Rationalists in Britain were called Empiricists. Empiricism comes from the Greek word "experience." The founder of that movement was John Locke. While he agreed with Descarte much of the time he denied the idea that truth could be discovered by looking within oneself.

Locke believed that knowledge must be gained from experience. He defined three levels of experience. First is from ourselves, second is from outer realities which presently surround us, and last from God. Apart from these three levels there is no knowledge we can be sure about.

 

In 1695 Locke published his treatise titled The Reasonableness of Christianity which evidenced his feelings that Christianity was the most reasonable of all religions. Locke did not believe Christianity added anything of importance that could not be known through the use of reason and judgment. Natural faculties clearly expressed truth best.

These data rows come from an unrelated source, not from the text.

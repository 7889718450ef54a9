//! Error types shared by every stage of the conversion pipeline

use thiserror::Error;

/// Result type for sweeper operations
pub type Result<T> = std::result::Result<T, SweeperError>;

/// Errors that can occur while ingesting, cleaning or exporting a file
///
/// Ingestion failures (`UnsupportedFormat`, `Parse`) carry the name of the
/// failing file so they can be reported inline next to it while the
/// remaining uploads keep going.
#[derive(Debug, Error)]
pub enum SweeperError {
    /// The file extension is neither CSV nor a spreadsheet
    #[error("Unsupported file type for {file}: {extension}")]
    UnsupportedFormat { file: String, extension: String },

    /// The underlying reader rejected the file contents
    #[error("Error loading {file}: {message}")]
    Parse { file: String, message: String },

    /// A projection named a column the frame does not have
    #[error("Unknown column: {0}")]
    UnknownColumn(String),

    /// Serialising to the target format failed
    #[error("Export failed: {0}")]
    Export(String),

    /// The frame has nothing to chart
    #[error("Chart error: {0}")]
    Chart(String),

    /// Drawing or encoding the chart image failed
    #[error("Chart rendering failed: {0}")]
    Render(String),

    /// Malformed request (HTTP surface only)
    #[error("Bad request: {0}")]
    BadRequest(String),
}

impl SweeperError {
    pub(crate) fn parse(file: &str, message: impl ToString) -> Self {
        SweeperError::Parse {
            file: file.to_string(),
            message: message.to_string(),
        }
    }
}

impl From<csv::Error> for SweeperError {
    fn from(e: csv::Error) -> Self {
        SweeperError::Export(e.to_string())
    }
}

impl From<rust_xlsxwriter::XlsxError> for SweeperError {
    fn from(e: rust_xlsxwriter::XlsxError) -> Self {
        SweeperError::Export(e.to_string())
    }
}
use log::debug;
use serde::Serialize;
use std::collections::HashSet;

use crate::frame::{Frame, Value};

/// Hashable stand-in for a cell, used to detect repeated rows
#[derive(Hash, PartialEq, Eq)]
enum CellKey<'a> {
    Int(i64),
    Number(u64),
    Text(&'a str),
    Bool(bool),
    DateTime(chrono::NaiveDateTime),
    Empty,
}

impl<'a> From<&'a Value> for CellKey<'a> {
    fn from(value: &'a Value) -> Self {
        match value {
            Value::Int(i) => CellKey::Int(*i),
            // 1 and 1.0 are the same number, as are -0.0 and 0.0
            Value::Number(n) if n.fract() == 0.0 && n.abs() < 9_007_199_254_740_992.0 => {
                CellKey::Int(*n as i64)
            }
            Value::Number(n) if n.is_nan() => CellKey::Number(f64::NAN.to_bits()),
            Value::Number(n) => CellKey::Number(n.to_bits()),
            Value::Text(s) => CellKey::Text(s),
            Value::Bool(b) => CellKey::Bool(*b),
            Value::DateTime(dt) => CellKey::DateTime(*dt),
            Value::Empty => CellKey::Empty,
        }
    }
}

/// Removes rows that repeat an earlier row in every column
///
/// The first occurrence of each row is kept and row order is otherwise
/// unchanged. Missing values compare equal to each other.
///
/// # Returns
/// * The number of rows removed
///
/// # Examples
/// ```
/// use data_sweeper::cleaning::remove_duplicates;
/// use data_sweeper::frame::{Frame, Value};
///
/// let mut frame = Frame::from_rows(
///     vec!["a".to_string()],
///     vec![vec![Value::Number(1.0)], vec![Value::Number(1.0)], vec![Value::Number(2.0)]],
/// );
/// assert_eq!(remove_duplicates(&mut frame), 1);
/// assert_eq!(frame.height(), 2);
/// ```
pub fn remove_duplicates(frame: &mut Frame) -> usize {
    let keep: Vec<bool> = {
        let mut seen: HashSet<Vec<CellKey<'_>>> = HashSet::with_capacity(frame.height());
        frame
            .rows()
            .map(|row| seen.insert(row.into_iter().map(CellKey::from).collect()))
            .collect()
    };

    let removed = keep.iter().filter(|k| !**k).count();
    if removed > 0 {
        frame.retain_rows(&keep);
    }
    debug!("removed {} duplicate rows", removed);
    removed
}

/// One numeric column touched by [`fill_missing_with_mean`]
#[derive(Clone, Debug, PartialEq, Serialize)]
pub struct FilledColumn {
    pub column: String,
    pub mean: f64,
    pub filled: usize,
}

/// Summary of a mean-fill pass
#[derive(Clone, Debug, Default, PartialEq, Serialize)]
pub struct FillReport {
    pub columns: Vec<FilledColumn>,
}

impl FillReport {
    pub fn total_filled(&self) -> usize {
        self.columns.iter().map(|c| c.filled).sum()
    }
}

/// Replaces missing entries of each numeric column with the column mean
///
/// The mean is taken over the column's present values, and integer
/// entries of a filled column become floats. Non-numeric columns and
/// numeric columns without gaps are left as they are.
pub fn fill_missing_with_mean(frame: &mut Frame) -> FillReport {
    let mut report = FillReport::default();

    for column in frame.columns_mut() {
        if !column.is_numeric() {
            continue;
        }
        let missing = column.missing_count();
        if missing == 0 {
            continue;
        }

        let (sum, count) = column
            .values
            .iter()
            .filter_map(Value::as_number)
            .fold((0.0, 0usize), |(s, c), n| (s + n, c + 1));
        let mean = sum / count as f64;

        // A filled column becomes float throughout
        for value in column.values.iter_mut() {
            match value {
                Value::Empty => *value = Value::Number(mean),
                Value::Int(i) => *value = Value::Number(*i as f64),
                _ => {}
            }
        }

        debug!("filled {} missing values in {} with {}", missing, column.name, mean);
        report.columns.push(FilledColumn {
            column: column.name.clone(),
            mean,
            filled: missing,
        });
    }

    report
}
use data_sweeper::SweeperError;
use data_sweeper::frame::Value;
use data_sweeper::loader::load_frame;
use pretty_assertions::assert_eq;

const PEOPLE: &[u8] = b"id,name,age,city\n1,ann,31,oslo\n2,bob,,rome\n3,cy,45,lima\n";

#[test]
fn selection_keeps_original_column_order() {
    let mut frame = load_frame("people.csv", PEOPLE).unwrap();

    frame.select_columns(&["city", "id"]).unwrap();

    assert_eq!(frame.column_names(), vec!["id", "city"]);
}

#[test]
fn selection_preserves_row_alignment() {
    let mut frame = load_frame("people.csv", PEOPLE).unwrap();

    frame.select_columns(&["name", "age"]).unwrap();

    let rows: Vec<Vec<Value>> = frame
        .rows()
        .map(|r| r.into_iter().cloned().collect())
        .collect();
    assert_eq!(
        rows,
        vec![
            vec![Value::text("ann"), Value::Int(31)],
            vec![Value::text("bob"), Value::Empty],
            vec![Value::text("cy"), Value::Int(45)],
        ]
    );
}

#[test]
fn selecting_all_columns_changes_nothing() {
    let mut frame = load_frame("people.csv", PEOPLE).unwrap();
    let before = frame.clone();
    let all: Vec<String> = before.column_names().iter().map(|s| s.to_string()).collect();

    frame.select_columns(&all).unwrap();

    assert_eq!(frame, before);
}

#[test]
fn unknown_column_is_rejected_without_changes() {
    let mut frame = load_frame("people.csv", PEOPLE).unwrap();
    let before = frame.clone();

    let err = frame.select_columns(&["name", "salary"]).unwrap_err();

    assert!(matches!(err, SweeperError::UnknownColumn(ref c) if c == "salary"));
    assert_eq!(frame, before);
}

#[test]
fn empty_selection_keeps_row_count() {
    let mut frame = load_frame("people.csv", PEOPLE).unwrap();
    let none: [&str; 0] = [];

    frame.select_columns(&none).unwrap();

    assert_eq!(frame.width(), 0);
    assert_eq!(frame.height(), 3);
}

#[test]
fn head_limits_preview_rows() {
    let frame = load_frame("people.csv", PEOPLE).unwrap();
    assert_eq!(frame.head(2).len(), 2);
    assert_eq!(frame.head(10).len(), 3);
}
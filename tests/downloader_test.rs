use chrono::NaiveDate;
use data_sweeper::downloader::{CSV_MIME, ConversionTarget, XLSX_MIME, convert, to_csv};
use data_sweeper::frame::{Frame, Value};
use data_sweeper::loader::load_frame;
use pretty_assertions::assert_eq;

#[test]
fn csv_round_trip_is_byte_identical_for_plain_data() {
    let input = "id,name,score,active\n1,ann,9.5,True\n2,\"Smith, J\",,False\n3,cy,7,True\n";

    let frame = load_frame("scores.csv", input.as_bytes()).unwrap();
    let output = to_csv(&frame).unwrap();

    assert_eq!(String::from_utf8(output).unwrap(), input);
}

#[test]
fn csv_output_has_no_index_column() {
    let frame = Frame::from_rows(vec!["x".to_string()], vec![vec![Value::Number(4.0)]]);
    assert_eq!(to_csv(&frame).unwrap(), b"x\n4\n");
}

#[test]
fn filled_means_are_written_with_fraction() {
    let frame = Frame::from_rows(vec!["m".to_string()], vec![vec![Value::Number(2.0 / 3.0)]]);
    let csv = String::from_utf8(to_csv(&frame).unwrap()).unwrap();
    assert_eq!(csv, format!("m\n{}\n", 2.0f64 / 3.0));
}

#[test]
fn convert_to_csv_swaps_extension_and_mime() {
    let frame = load_frame("book.csv", b"a\n1\n").unwrap();

    let converted = convert(&frame, "Quarterly.XLSX", ConversionTarget::Csv).unwrap();

    assert_eq!(converted.file_name, "Quarterly.csv");
    assert_eq!(converted.mime_type, CSV_MIME);
    assert_eq!(converted.bytes, b"a\n1\n");
}

#[test]
fn convert_to_excel_produces_a_zip_container() {
    let frame = load_frame("book.csv", b"a,b\n1,x\n").unwrap();

    let converted = convert(&frame, "book.csv", ConversionTarget::Excel).unwrap();

    assert_eq!(converted.file_name, "book.xlsx");
    assert_eq!(converted.mime_type, XLSX_MIME);
    // XLSX files are zip archives
    assert_eq!(&converted.bytes[..2], b"PK");
}

#[test]
fn csv_to_excel_and_back_preserves_values() {
    let input = b"region,units,ok\nnorth,12,True\nsouth,,False\n";
    let frame = load_frame("sales.csv", input).unwrap();

    let xlsx = convert(&frame, "sales.csv", ConversionTarget::Excel).unwrap();
    let reloaded = load_frame(&xlsx.file_name, &xlsx.bytes).unwrap();

    // spreadsheets store every number as a float
    assert_eq!(reloaded.column("units").unwrap().values, vec![Value::Number(12.0), Value::Empty]);
    assert_eq!(to_csv(&reloaded).unwrap(), input);
}

#[test]
fn integers_beyond_float_precision_survive_csv() {
    let input = "id\n9007199254740993\n1234567890123456789\n";

    let frame = load_frame("ids.csv", input.as_bytes()).unwrap();

    assert_eq!(String::from_utf8(to_csv(&frame).unwrap()).unwrap(), input);
    println!("✓ 19-digit ids written back unchanged");
}

#[test]
fn wide_integers_keep_their_digits_through_excel() {
    let input = b"id\n9007199254740993\n42\n";
    let frame = load_frame("ids.csv", input).unwrap();

    let xlsx = convert(&frame, "ids.csv", ConversionTarget::Excel).unwrap();
    let reloaded = load_frame(&xlsx.file_name, &xlsx.bytes).unwrap();

    assert_eq!(
        reloaded.column("id").unwrap().values,
        vec![Value::text("9007199254740993"), Value::Number(42.0)]
    );
}

#[test]
fn excel_dates_convert_to_iso_text() {
    let day = NaiveDate::from_ymd_opt(2024, 3, 15).unwrap();
    let frame = Frame::from_rows(
        vec!["when".to_string()],
        vec![
            vec![Value::DateTime(day.and_hms_opt(0, 0, 0).unwrap())],
            vec![Value::DateTime(day.and_hms_opt(10, 30, 0).unwrap())],
        ],
    );

    let xlsx = convert(&frame, "log.csv", ConversionTarget::Excel).unwrap();
    let reloaded = load_frame(&xlsx.file_name, &xlsx.bytes).unwrap();
    let csv = convert(&reloaded, &xlsx.file_name, ConversionTarget::Csv).unwrap();

    assert_eq!(reloaded, frame);
    assert_eq!(csv.bytes, b"when\n2024-03-15\n2024-03-15 10:30:00\n");
}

"For if we examine the idea we have of the incomprehensible supreme Being, we shall find that we come by it the same way, and that the complex ideas we have both of God, and separate Spirits, are made up of the simple ideas we receive from Reflection; v.g., having from what we experiment in our selves, got the ideas of existence and duration, of knowledge and power, of pleasure and happiness, and of several other qualities and powers which it is better to have, than be without, when we would frame an idea of the most suitable we can to the supreme Being, we enlarge every one of these with our idea of infinity, and so putting them together, make our complex idea of God. For that the mind has such a power of enlarging some of its ideas, received from sensation, has been already showed."

DEISM

This movement emerged out of the endless squabbles between the many sects and movements of the seventeenth century. This movement was made up of those who were too freethinking to accept orthodoxy but saw no reason to abandon God altogether. Deism opposed narrow dogmatism while refuting skepticism of those who advocated abandoning all religion.

 

LORD HERBERT CHERBURY

He saw five theological points, 1) the existence of God, 2) the obligation to worship God, 3) the ethical requirements behind worship, 4) the need for repentance, 5) the reward and punishments associated with this life and the next. This movement claimed divine revelation was possible it could not contradict the basic five points and could not be considered exclusive as there was no reason to expect all to accept revelation. 

 

JOHN TOLAND

After John Locke's works were published Toland authored, "Deism, Christianity Not Mysterious, or a Treatise Showing That There is Nothing in the Gospel Contrary Nor Above It, and That No Christian Doctrine Can Be Properly Called a Mystery" in 1730. His work presents Christianity as coincides with "natural religion."  

 

DAVID HUME  1711-1776

Wrote in reaction to the struggles of his century was to present his own skepticism of about much of what the philosophers were saying. He said the knowledge produced by Locke's empiricism was wide. He said irrational mental habits were themselves producing knowledge with no basis. He said the empiricist knowledge based only on experience was flawed. He gave the example of the billiard game where motion of the balls moving in sequence were said to be the result of the first ball placed in movement. Hume said this was wrong as the real action began in the mind of the player.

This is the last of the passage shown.